Your instructions:
The word to look for is "username". Report every line of the entries below that has it.

Provided data:

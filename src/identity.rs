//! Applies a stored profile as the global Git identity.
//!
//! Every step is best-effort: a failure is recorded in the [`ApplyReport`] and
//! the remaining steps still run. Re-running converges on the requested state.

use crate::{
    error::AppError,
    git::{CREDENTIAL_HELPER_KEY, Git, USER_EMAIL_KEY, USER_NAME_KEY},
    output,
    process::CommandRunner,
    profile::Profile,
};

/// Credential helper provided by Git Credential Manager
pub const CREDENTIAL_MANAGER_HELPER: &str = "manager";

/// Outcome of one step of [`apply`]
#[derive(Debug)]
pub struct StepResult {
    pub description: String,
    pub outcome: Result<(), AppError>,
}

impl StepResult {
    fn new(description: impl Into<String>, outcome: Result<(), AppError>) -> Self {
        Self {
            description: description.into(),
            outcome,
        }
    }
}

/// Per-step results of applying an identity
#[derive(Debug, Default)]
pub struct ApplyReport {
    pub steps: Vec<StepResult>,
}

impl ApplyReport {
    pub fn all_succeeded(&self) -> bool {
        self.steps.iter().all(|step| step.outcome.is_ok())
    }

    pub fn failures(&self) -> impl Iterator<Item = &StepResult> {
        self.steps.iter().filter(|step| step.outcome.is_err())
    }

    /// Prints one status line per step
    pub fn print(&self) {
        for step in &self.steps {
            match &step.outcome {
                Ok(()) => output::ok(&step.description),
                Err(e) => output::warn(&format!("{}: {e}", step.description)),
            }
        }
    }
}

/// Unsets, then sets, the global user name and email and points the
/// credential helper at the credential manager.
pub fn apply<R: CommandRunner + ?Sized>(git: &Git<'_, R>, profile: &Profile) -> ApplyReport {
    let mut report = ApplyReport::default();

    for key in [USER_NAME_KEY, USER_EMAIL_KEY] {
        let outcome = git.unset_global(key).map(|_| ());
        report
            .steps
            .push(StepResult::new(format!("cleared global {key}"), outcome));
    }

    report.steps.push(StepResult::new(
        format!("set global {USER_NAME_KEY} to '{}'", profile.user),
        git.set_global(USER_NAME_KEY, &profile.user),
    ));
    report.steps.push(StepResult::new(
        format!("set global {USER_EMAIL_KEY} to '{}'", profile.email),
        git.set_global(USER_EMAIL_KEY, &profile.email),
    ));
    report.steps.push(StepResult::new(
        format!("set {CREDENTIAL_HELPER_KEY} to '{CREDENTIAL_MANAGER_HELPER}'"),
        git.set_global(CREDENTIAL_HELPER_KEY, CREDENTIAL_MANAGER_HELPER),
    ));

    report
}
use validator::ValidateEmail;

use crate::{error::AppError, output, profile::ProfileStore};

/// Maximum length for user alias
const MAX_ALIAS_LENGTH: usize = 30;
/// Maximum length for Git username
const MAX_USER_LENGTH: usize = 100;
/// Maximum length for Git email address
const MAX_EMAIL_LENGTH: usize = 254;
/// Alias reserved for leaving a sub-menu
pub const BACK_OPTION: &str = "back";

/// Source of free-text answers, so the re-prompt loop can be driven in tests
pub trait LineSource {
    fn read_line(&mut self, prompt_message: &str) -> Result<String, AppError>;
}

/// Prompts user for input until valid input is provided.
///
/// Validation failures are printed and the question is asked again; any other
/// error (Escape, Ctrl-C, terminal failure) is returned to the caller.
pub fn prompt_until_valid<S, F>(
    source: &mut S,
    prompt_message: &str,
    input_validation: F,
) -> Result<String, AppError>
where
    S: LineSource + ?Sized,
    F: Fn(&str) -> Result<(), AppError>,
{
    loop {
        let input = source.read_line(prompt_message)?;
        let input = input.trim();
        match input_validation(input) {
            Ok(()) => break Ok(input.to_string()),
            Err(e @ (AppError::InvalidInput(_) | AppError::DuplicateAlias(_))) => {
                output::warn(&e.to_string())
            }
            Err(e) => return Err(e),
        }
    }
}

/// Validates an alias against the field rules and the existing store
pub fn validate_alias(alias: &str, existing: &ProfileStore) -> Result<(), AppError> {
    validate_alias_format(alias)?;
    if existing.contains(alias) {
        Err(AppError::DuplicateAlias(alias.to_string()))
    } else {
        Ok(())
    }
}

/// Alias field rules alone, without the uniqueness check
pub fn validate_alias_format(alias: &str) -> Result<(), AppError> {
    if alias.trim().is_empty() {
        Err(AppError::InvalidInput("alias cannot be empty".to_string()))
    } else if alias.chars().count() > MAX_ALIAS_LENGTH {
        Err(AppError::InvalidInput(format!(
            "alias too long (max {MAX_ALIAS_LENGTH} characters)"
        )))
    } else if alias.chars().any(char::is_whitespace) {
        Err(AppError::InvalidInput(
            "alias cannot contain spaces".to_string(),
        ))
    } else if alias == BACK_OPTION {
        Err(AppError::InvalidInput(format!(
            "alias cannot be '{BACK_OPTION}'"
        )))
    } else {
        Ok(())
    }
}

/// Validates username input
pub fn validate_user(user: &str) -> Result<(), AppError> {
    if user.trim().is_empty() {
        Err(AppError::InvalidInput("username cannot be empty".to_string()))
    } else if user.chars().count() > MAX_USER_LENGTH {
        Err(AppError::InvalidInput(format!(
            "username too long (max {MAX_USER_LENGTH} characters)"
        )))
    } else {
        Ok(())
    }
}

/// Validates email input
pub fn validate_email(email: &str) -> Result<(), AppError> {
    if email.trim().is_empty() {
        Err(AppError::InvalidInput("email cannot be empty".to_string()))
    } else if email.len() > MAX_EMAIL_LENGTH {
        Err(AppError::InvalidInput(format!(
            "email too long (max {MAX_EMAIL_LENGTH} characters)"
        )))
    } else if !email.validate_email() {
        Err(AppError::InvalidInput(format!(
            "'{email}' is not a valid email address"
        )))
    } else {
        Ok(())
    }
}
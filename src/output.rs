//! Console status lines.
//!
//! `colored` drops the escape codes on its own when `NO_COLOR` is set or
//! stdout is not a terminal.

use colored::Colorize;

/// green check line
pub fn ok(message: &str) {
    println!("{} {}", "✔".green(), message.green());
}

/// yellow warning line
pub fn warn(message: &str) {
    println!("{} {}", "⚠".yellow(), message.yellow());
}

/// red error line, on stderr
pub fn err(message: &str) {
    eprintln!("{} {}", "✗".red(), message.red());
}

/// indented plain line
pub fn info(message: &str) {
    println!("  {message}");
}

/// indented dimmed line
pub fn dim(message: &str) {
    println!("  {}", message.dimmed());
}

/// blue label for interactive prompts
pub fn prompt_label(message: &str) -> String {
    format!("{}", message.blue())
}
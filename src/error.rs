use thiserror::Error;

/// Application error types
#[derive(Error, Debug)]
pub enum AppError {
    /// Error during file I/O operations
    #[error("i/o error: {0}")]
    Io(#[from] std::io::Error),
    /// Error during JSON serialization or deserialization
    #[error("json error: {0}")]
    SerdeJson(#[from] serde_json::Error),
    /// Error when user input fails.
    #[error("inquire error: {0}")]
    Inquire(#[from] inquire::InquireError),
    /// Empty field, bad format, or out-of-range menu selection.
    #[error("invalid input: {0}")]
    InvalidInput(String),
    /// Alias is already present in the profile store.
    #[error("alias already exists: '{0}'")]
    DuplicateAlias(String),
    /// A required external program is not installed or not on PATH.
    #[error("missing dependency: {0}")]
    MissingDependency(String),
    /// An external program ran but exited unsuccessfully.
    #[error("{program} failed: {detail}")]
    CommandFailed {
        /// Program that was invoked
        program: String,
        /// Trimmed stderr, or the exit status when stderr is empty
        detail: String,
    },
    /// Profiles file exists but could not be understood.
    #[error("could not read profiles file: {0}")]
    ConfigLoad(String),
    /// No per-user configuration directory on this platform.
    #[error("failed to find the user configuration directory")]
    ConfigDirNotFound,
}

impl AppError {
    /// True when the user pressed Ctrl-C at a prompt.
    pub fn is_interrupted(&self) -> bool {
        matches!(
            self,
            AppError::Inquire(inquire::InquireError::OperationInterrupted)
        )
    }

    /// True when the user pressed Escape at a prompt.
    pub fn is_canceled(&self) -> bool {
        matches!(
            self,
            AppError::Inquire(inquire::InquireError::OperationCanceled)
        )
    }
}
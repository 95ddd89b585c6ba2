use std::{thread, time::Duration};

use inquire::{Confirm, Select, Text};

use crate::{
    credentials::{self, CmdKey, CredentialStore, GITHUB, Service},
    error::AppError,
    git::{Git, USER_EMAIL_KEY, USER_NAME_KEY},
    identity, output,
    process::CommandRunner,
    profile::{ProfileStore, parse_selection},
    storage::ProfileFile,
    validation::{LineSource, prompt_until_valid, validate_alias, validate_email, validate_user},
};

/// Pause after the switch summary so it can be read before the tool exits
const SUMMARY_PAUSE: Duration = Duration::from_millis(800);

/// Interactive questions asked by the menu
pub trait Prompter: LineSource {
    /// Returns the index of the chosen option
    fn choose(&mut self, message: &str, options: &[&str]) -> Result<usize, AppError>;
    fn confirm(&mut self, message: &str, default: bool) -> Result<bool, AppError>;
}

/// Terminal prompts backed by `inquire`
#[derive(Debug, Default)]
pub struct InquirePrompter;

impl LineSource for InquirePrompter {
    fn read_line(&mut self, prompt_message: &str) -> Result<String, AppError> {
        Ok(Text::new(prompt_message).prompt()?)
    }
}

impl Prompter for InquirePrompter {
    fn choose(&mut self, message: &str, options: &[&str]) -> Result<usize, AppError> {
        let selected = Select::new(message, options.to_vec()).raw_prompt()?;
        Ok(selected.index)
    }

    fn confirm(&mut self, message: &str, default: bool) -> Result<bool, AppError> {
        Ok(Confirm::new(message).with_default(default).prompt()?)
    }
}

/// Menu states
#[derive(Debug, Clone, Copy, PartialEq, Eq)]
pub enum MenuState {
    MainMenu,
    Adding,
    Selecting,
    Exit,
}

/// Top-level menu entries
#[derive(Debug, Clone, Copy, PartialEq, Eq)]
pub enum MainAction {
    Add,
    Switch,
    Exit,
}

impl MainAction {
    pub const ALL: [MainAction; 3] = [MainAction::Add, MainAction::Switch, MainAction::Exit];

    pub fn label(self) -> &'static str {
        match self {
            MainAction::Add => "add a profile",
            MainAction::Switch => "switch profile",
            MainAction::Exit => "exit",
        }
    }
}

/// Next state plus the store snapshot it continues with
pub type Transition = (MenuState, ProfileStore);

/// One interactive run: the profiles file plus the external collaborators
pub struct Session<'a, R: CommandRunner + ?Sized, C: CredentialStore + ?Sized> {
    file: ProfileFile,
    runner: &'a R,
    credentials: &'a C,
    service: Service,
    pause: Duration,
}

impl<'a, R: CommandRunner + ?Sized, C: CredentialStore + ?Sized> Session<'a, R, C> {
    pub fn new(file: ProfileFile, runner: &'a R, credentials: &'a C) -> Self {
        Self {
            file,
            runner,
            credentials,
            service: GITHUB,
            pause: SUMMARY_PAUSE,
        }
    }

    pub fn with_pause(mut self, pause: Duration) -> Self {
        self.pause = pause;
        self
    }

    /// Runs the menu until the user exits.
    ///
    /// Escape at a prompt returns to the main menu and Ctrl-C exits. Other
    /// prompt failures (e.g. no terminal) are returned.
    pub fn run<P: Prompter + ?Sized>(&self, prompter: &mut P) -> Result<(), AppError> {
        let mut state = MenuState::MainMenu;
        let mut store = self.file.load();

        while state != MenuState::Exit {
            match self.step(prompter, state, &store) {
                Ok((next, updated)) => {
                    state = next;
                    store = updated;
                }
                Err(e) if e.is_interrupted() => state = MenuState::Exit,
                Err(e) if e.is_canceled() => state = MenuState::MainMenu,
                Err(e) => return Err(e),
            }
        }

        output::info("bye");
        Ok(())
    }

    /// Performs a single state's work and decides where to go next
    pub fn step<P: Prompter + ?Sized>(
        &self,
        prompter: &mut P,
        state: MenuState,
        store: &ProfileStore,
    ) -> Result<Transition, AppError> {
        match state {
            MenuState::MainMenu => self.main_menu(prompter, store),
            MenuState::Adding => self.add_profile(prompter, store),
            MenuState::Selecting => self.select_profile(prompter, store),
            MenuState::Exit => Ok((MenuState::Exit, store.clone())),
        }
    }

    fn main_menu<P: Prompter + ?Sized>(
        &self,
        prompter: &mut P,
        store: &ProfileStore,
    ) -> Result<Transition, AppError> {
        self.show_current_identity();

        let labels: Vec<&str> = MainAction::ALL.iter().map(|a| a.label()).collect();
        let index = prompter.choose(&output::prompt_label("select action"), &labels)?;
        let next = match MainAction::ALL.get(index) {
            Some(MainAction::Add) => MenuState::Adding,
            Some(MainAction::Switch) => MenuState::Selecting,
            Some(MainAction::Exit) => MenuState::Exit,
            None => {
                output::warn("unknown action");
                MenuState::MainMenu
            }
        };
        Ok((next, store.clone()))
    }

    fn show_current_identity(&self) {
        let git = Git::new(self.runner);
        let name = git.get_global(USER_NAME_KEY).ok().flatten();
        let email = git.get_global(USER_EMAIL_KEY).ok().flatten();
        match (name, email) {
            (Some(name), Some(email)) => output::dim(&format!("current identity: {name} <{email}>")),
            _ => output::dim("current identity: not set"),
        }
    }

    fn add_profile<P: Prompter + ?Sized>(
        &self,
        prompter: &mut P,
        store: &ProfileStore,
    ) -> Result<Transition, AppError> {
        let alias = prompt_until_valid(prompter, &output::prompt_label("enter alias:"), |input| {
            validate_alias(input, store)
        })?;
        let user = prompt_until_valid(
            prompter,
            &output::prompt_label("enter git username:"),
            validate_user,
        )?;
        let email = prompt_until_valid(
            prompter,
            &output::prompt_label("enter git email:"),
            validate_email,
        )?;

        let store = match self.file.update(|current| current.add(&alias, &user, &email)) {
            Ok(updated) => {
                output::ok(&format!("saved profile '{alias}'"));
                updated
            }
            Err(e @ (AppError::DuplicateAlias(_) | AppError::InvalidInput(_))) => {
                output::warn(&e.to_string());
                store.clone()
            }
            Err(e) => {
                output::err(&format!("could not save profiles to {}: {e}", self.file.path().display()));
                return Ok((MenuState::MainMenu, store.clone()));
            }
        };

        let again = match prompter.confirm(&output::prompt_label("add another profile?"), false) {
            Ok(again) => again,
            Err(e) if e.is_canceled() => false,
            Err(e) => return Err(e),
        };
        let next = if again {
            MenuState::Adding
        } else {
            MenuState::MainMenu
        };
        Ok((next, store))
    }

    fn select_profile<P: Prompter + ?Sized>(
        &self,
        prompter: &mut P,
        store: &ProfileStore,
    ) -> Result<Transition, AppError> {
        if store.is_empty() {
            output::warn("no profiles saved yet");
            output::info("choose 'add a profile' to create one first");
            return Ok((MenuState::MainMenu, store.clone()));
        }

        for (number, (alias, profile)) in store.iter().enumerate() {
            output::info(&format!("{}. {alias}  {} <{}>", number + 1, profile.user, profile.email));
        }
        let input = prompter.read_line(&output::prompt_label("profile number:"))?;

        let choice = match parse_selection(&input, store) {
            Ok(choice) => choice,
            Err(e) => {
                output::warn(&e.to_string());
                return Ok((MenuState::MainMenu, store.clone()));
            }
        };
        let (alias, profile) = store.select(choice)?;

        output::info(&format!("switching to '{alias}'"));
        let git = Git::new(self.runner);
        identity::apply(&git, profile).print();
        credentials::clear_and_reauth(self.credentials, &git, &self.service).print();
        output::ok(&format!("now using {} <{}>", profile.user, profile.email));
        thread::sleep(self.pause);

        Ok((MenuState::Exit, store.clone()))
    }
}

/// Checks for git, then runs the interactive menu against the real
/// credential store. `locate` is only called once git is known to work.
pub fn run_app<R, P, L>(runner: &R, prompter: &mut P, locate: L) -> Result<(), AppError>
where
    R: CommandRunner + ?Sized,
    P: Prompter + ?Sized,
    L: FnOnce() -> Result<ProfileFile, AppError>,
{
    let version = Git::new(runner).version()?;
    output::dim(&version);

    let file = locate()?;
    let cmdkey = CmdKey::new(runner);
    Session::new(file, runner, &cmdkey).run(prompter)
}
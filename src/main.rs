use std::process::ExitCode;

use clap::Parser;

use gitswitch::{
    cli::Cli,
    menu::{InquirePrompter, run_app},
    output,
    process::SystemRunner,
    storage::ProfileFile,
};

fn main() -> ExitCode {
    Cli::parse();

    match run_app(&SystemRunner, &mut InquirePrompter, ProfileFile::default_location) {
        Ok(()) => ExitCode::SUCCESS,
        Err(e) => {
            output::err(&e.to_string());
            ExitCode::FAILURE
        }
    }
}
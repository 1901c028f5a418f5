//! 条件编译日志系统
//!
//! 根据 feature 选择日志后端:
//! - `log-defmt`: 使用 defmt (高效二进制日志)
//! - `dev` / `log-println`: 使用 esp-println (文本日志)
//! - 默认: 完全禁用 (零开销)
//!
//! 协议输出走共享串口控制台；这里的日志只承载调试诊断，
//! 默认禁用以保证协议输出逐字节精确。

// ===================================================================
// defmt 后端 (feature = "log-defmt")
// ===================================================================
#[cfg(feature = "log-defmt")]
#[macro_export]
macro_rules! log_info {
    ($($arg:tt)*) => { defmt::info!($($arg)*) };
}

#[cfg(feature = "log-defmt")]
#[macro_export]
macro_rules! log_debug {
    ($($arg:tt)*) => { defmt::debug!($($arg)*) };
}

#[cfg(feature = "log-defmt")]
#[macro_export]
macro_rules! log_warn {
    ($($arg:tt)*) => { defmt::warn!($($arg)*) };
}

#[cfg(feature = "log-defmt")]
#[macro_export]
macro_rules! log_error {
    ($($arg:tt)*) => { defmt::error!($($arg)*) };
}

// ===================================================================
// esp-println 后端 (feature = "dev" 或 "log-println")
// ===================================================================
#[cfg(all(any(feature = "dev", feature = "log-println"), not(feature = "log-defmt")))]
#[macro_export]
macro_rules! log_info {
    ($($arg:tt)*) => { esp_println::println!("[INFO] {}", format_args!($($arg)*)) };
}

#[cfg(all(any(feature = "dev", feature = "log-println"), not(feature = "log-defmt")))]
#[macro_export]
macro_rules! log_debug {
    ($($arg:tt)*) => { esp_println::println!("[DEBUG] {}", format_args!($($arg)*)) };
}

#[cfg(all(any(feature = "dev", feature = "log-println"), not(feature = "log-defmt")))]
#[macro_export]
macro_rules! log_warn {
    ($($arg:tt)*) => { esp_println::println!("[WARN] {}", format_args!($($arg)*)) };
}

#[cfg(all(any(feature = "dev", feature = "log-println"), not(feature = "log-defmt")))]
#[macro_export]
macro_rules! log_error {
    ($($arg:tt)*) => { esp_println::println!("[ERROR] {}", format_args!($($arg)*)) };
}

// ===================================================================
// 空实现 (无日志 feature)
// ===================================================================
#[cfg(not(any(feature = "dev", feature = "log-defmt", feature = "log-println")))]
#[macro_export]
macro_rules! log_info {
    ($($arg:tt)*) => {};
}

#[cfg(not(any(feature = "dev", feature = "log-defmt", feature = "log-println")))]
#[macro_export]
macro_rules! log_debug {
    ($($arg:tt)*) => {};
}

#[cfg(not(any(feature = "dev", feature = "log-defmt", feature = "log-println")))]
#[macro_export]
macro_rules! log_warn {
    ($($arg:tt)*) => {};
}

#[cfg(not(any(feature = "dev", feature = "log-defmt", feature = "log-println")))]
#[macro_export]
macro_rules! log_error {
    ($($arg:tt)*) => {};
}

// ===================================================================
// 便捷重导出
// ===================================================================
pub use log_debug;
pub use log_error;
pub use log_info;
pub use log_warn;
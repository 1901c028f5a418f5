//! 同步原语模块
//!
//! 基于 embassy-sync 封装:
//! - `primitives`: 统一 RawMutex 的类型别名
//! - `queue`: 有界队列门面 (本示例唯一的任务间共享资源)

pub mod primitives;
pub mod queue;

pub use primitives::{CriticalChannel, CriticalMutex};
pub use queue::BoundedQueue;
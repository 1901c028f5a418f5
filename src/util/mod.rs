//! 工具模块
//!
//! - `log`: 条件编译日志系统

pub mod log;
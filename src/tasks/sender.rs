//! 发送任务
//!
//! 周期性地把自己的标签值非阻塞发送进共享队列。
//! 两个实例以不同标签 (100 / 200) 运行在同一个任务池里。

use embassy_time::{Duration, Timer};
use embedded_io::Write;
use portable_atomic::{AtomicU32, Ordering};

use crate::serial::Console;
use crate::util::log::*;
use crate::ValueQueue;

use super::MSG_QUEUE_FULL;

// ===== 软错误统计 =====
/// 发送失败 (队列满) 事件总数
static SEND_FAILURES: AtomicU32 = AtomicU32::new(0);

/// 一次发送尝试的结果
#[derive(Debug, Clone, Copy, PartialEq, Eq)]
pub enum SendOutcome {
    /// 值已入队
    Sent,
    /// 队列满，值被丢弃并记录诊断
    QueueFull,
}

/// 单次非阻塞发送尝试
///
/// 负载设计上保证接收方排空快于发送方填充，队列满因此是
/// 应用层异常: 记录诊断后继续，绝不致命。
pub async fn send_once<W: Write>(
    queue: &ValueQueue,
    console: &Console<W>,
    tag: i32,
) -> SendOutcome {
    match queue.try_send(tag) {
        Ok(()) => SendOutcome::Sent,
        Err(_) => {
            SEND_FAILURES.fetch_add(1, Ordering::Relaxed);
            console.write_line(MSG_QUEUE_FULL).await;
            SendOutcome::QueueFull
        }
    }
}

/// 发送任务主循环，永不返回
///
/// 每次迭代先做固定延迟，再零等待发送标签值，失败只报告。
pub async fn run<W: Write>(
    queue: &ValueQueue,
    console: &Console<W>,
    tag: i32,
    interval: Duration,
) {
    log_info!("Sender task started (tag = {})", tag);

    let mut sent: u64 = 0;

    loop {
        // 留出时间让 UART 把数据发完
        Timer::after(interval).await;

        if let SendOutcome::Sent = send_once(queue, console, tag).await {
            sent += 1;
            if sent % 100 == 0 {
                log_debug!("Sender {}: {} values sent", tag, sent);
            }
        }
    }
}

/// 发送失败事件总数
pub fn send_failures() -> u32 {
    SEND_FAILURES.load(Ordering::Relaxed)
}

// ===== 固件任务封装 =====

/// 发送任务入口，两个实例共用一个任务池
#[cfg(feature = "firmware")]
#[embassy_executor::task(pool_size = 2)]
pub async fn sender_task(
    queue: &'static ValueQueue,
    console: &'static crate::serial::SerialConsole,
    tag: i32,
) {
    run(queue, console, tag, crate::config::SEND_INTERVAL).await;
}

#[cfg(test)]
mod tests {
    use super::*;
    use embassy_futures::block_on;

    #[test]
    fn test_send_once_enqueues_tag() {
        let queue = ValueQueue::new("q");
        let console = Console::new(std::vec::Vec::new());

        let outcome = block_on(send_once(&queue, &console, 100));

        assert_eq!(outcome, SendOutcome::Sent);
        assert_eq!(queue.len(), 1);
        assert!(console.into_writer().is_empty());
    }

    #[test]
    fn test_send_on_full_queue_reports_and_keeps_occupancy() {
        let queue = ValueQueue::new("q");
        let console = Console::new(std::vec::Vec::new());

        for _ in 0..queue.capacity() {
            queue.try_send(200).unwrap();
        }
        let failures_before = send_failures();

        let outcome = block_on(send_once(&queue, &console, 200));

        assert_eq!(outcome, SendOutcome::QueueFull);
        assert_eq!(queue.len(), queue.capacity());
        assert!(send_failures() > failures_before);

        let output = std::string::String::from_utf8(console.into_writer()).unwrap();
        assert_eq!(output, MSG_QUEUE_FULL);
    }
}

Finished exercise:
/// Maximum length for Git username
/// Validates username input
        Err(AppError::InvalidInput("username cannot be empty".to_string()))
            "username too long (max {MAX_USER_LENGTH} characters)"
            &output::prompt_label("enter git username:"),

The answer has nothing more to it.